Ceramics is the second most popular cookware material used after metals. It is made from many metals, minerals and chemicals like barium, cadmium, chrome, cobalt, lead, lithium, nickel, selenium and vanadium, silicon dioxide, feldspar, silicon carbide, magnesium oxide, petalite (an ore of lithium). Ceramic cookware is further coated with glazes and enamels – more chemicals including lead and cadmium. All these metals and chemicals are mild to highly toxic, and ideally must never come in contact with food.

6. Pure Clay Cookware

Pure Clay is unglazed primary clay harvested from unfarmed and non-industrialized lands. This all-natural material is free from metals or chemical toxins – thankfully! The roots of using pure clay as a raw material goes back to our first ancestors when people used only clay pots to cook food. This material has been tested for all kinds of contaminants and is found 100% non-toxic.

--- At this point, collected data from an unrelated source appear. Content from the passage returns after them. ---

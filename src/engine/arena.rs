//! Generational storage for engine nodes.
//!
//! Every allocation is addressed by a [Handle] carrying the slot index and the generation the
//! slot had when the node was inserted. Removing a node bumps the slot's generation, so any
//! handle still pointing at it fails with [GeoHandleError::Lifetime] instead of reading
//! whatever is stored there next.

use crate::coord::CoordBuffer;
use crate::datatypes::{Dimension, GeometryType};
use crate::error::{GeoHandleError, Result};

/// Opaque reference to one engine allocation.
#[derive(Debug, Clone, Copy, PartialEq, Eq, Hash)]
pub struct Handle {
    index: u32,
    generation: u32,
}

impl std::fmt::Display for Handle {
    fn fmt(&self, f: &mut std::fmt::Formatter<'_>) -> std::fmt::Result {
        write!(f, "#{}@{}", self.index, self.generation)
    }
}

/// What a node stores: its own coordinates, or the handles of its members.
#[derive(Debug, Clone)]
pub enum Payload {
    Coords(CoordBuffer),
    Children(Vec<Handle>),
}

#[derive(Debug, Clone)]
pub struct Node {
    pub geom_type: GeometryType,
    pub srid: Option<i32>,
    pub dim: Dimension,
    /// The node whose payload lists this one. Never keeps the node alive.
    pub parent: Option<Handle>,
    pub payload: Payload,
}

impl Node {
    pub fn children(&self) -> &[Handle] {
        match &self.payload {
            Payload::Children(children) => children,
            Payload::Coords(_) => &[],
        }
    }
}

#[derive(Debug)]
struct Slot {
    generation: u32,
    node: Option<Node>,
}

#[derive(Debug, Default)]
pub struct Arena {
    slots: Vec<Slot>,
    free: Vec<u32>,
    live: usize,
}

impl Arena {
    pub fn new() -> Self {
        Self::default()
    }

    pub fn insert(&mut self, node: Node) -> Handle {
        self.live += 1;
        if let Some(index) = self.free.pop() {
            let slot = &mut self.slots[index as usize];
            slot.node = Some(node);
            Handle {
                index,
                generation: slot.generation,
            }
        } else {
            let index = self.slots.len() as u32;
            self.slots.push(Slot {
                generation: 0,
                node: Some(node),
            });
            Handle {
                index,
                generation: 0,
            }
        }
    }

    pub fn contains(&self, handle: Handle) -> bool {
        self.get(handle).is_ok()
    }

    pub fn get(&self, handle: Handle) -> Result<&Node> {
        self.slots
            .get(handle.index as usize)
            .filter(|slot| slot.generation == handle.generation)
            .and_then(|slot| slot.node.as_ref())
            .ok_or_else(|| stale(handle))
    }

    pub fn get_mut(&mut self, handle: Handle) -> Result<&mut Node> {
        self.slots
            .get_mut(handle.index as usize)
            .filter(|slot| slot.generation == handle.generation)
            .and_then(|slot| slot.node.as_mut())
            .ok_or_else(|| stale(handle))
    }

    /// Remove `handle` and every node below it, returning how many nodes were freed.
    ///
    /// The caller is responsible for unlinking `handle` from its parent's payload.
    pub fn remove_tree(&mut self, handle: Handle) -> Result<usize> {
        let mut pending = vec![handle];
        let mut removed = 0;
        while let Some(next) = pending.pop() {
            let slot = self
                .slots
                .get_mut(next.index as usize)
                .filter(|slot| slot.generation == next.generation)
                .ok_or_else(|| stale(next))?;
            let node = slot.node.take().ok_or_else(|| stale(next))?;
            slot.generation = slot.generation.wrapping_add(1);
            self.free.push(next.index);
            self.live -= 1;
            removed += 1;
            if let Payload::Children(children) = node.payload {
                pending.extend(children);
            }
        }
        Ok(removed)
    }

    /// Number of live nodes.
    pub fn live(&self) -> usize {
        self.live
    }
}

fn stale(handle: Handle) -> GeoHandleError {
    GeoHandleError::Lifetime(format!(
        "handle {handle} was released or its slot was overwritten"
    ))
}

#[cfg(test)]
mod test {
    use super::*;

    fn leaf() -> Node {
        Node {
            geom_type: GeometryType::Point,
            srid: None,
            dim: Dimension::XY,
            parent: None,
            payload: Payload::Coords(CoordBuffer::new(Dimension::XY)),
        }
    }

    #[test]
    fn stale_handles_fail() {
        let mut arena = Arena::new();
        let a = arena.insert(leaf());
        assert!(arena.contains(a));
        arena.remove_tree(a).unwrap();
        assert!(arena.get(a).unwrap_err().is_lifetime());

        // The slot is reused under a new generation.
        let b = arena.insert(leaf());
        assert_ne!(a, b);
        assert!(arena.get(a).is_err());
        assert!(arena.get(b).is_ok());
        assert!(arena.remove_tree(a).is_err());
    }

    #[test]
    fn remove_tree_frees_descendants() {
        let mut arena = Arena::new();
        let c1 = arena.insert(leaf());
        let c2 = arena.insert(leaf());
        let parent = arena.insert(Node {
            geom_type: GeometryType::MultiPoint,
            payload: Payload::Children(vec![c1, c2]),
            ..leaf()
        });
        assert_eq!(arena.live(), 3);
        assert_eq!(arena.remove_tree(parent).unwrap(), 3);
        assert_eq!(arena.live(), 0);
        assert!(!arena.contains(c1));
        assert!(!arena.contains(c2));
    }
}
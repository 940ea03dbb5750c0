pub(crate) const TWO_SQUARES: &str =
    "MULTIPOLYGON(((0 0,0 1,1 1,1 0,0 0)),((5 5,5 6,6 6,6 5,5 5)))";

/// Two squares sharing interior, which makes the multipolygon invalid.
pub(crate) const OVERLAPPING: &str =
    "MULTIPOLYGON(((0 0,0 10,10 10,10 0,0 0)),((5 5,5 15,15 15,15 5,5 5)))";
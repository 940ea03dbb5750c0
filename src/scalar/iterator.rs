use crate::error::Result;

/// Geometries whose members can be extracted by index.
pub trait Members {
    type Member;

    /// Number of members.
    fn num_members(&self) -> Result<usize>;

    /// An alias of the `i`-th member.
    fn member(&self, i: usize) -> Result<Self::Member>;
}

/// Iterator over aliases of the members of a polygon or collection.
///
/// Every item is a `Result`. Once the iterated geometry is invalidated, the next item is
/// its [Lifetime](crate::error::GeoHandleError::Lifetime) error and iteration ends.
#[derive(Clone, Debug)]
pub struct MemberIterator<'a, G: Members> {
    geom: &'a G,
    index: usize,
    end: usize,
}

impl<'a, G: Members> MemberIterator<'a, G> {
    #[inline]
    pub fn new(geom: &'a G) -> Result<Self> {
        Ok(Self {
            geom,
            index: 0,
            end: geom.num_members()?,
        })
    }
}

impl<'a, G: Members> MemberIterator<'a, G> {
    fn fuse_on_error(&mut self, member: Result<G::Member>) -> Result<G::Member> {
        if member.is_err() {
            self.index = self.end;
        }
        member
    }
}

impl<'a, G: Members> Iterator for MemberIterator<'a, G> {
    type Item = Result<G::Member>;

    #[inline]
    fn next(&mut self) -> Option<Self::Item> {
        if self.index == self.end {
            return None;
        }
        let old = self.index;
        self.index += 1;
        let member = self.geom.member(old);
        Some(self.fuse_on_error(member))
    }

    #[inline]
    fn size_hint(&self) -> (usize, Option<usize>) {
        (self.end - self.index, Some(self.end - self.index))
    }
}

impl<'a, G: Members> ExactSizeIterator for MemberIterator<'a, G> {}

impl<'a, G: Members> DoubleEndedIterator for MemberIterator<'a, G> {
    #[inline]
    fn next_back(&mut self) -> Option<Self::Item> {
        if self.index == self.end {
            None
        } else {
            self.end -= 1;
            let member = self.geom.member(self.end);
            Some(self.fuse_on_error(member))
        }
    }
}

#[cfg(test)]
mod test {
    use super::*;
    use crate::scalar::{Geometry, GeometryCollection, MultiPolygon, Polygon};
    use crate::test::{multipolygon, polygon};

    #[test]
    fn yields_every_member() {
        let multi = MultiPolygon::from_wkt(multipolygon::TWO_SQUARES).unwrap();
        let mut iter = multi.iter().unwrap();
        assert_eq!(iter.len(), 2);
        let last = iter.next_back().unwrap().unwrap();
        assert_eq!(last, multi.get(1).unwrap());
        assert_eq!(iter.len(), 1);
        assert!(iter.next().unwrap().is_ok());
        assert!(iter.next().is_none());
    }

    #[test]
    fn reports_dropped_owner() {
        let multi = MultiPolygon::from_wkt(multipolygon::TWO_SQUARES).unwrap();
        let first = multi.get(0).unwrap();
        let iter = first.iter().unwrap();
        assert_eq!(iter.len(), 1);
        drop(multi);

        let items: Vec<_> = iter.collect();
        assert_eq!(items.len(), 1);
        assert!(items[0].as_ref().unwrap_err().is_lifetime());
    }

    #[test]
    fn stops_after_first_error() {
        let poly = Polygon::from_wkt(polygon::WITH_HOLE).unwrap();
        let gc = GeometryCollection::new([Geometry::from(poly)]).unwrap();
        let member: Polygon = gc.get(0).unwrap().try_into().unwrap();
        let mut rings = member.iter().unwrap();
        assert_eq!(rings.len(), 2);
        drop(gc);

        assert!(rings.next().unwrap().unwrap_err().is_lifetime());
        assert_eq!(rings.len(), 0);
        assert!(rings.next().is_none());
        assert!(rings.next_back().is_none());
    }
}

If you want to cook food in an inert material – this is exactly the cookware you should be cooking in!

How To Know If You Are Using The Right Cookware?

It is not possible to know if a certain pot or pan contaminates your food while cooking just by looking at it, or by rub-the-surface sheets that are commercially sold for testing lead, etc. in other surfaces.  This is where this home test comes handy:

The alkaline baking soda test can check the toxicity of your cookware. Because most foods – at least 80% of them – are alkaline, using baking soda simulates cooking food in the pot.  All you need is some water and baking soda:

  1. Boil 1 glass of water in any pot, when it starts boiling add 1/2 tsp of baking soda. Boil for 5-7 more mins. Turn stove off.
  2. Wait till cool enough to taste then taste the water (take a sip). If you taste metals, that’s what you’re eating! If water has a rubber/paint taste it’s the chemicals from enamel/glaze.

As a control, stir 1/2 of baking soda to 1 glass of water take a sip — you will taste just the baking soda.

On testing different kinds of cookware, only the pots made from pure clay did not leach. This makes it evident that pure clay cookware is 100% inert and non-reactive – A fact known by the healthy and long-living ancients!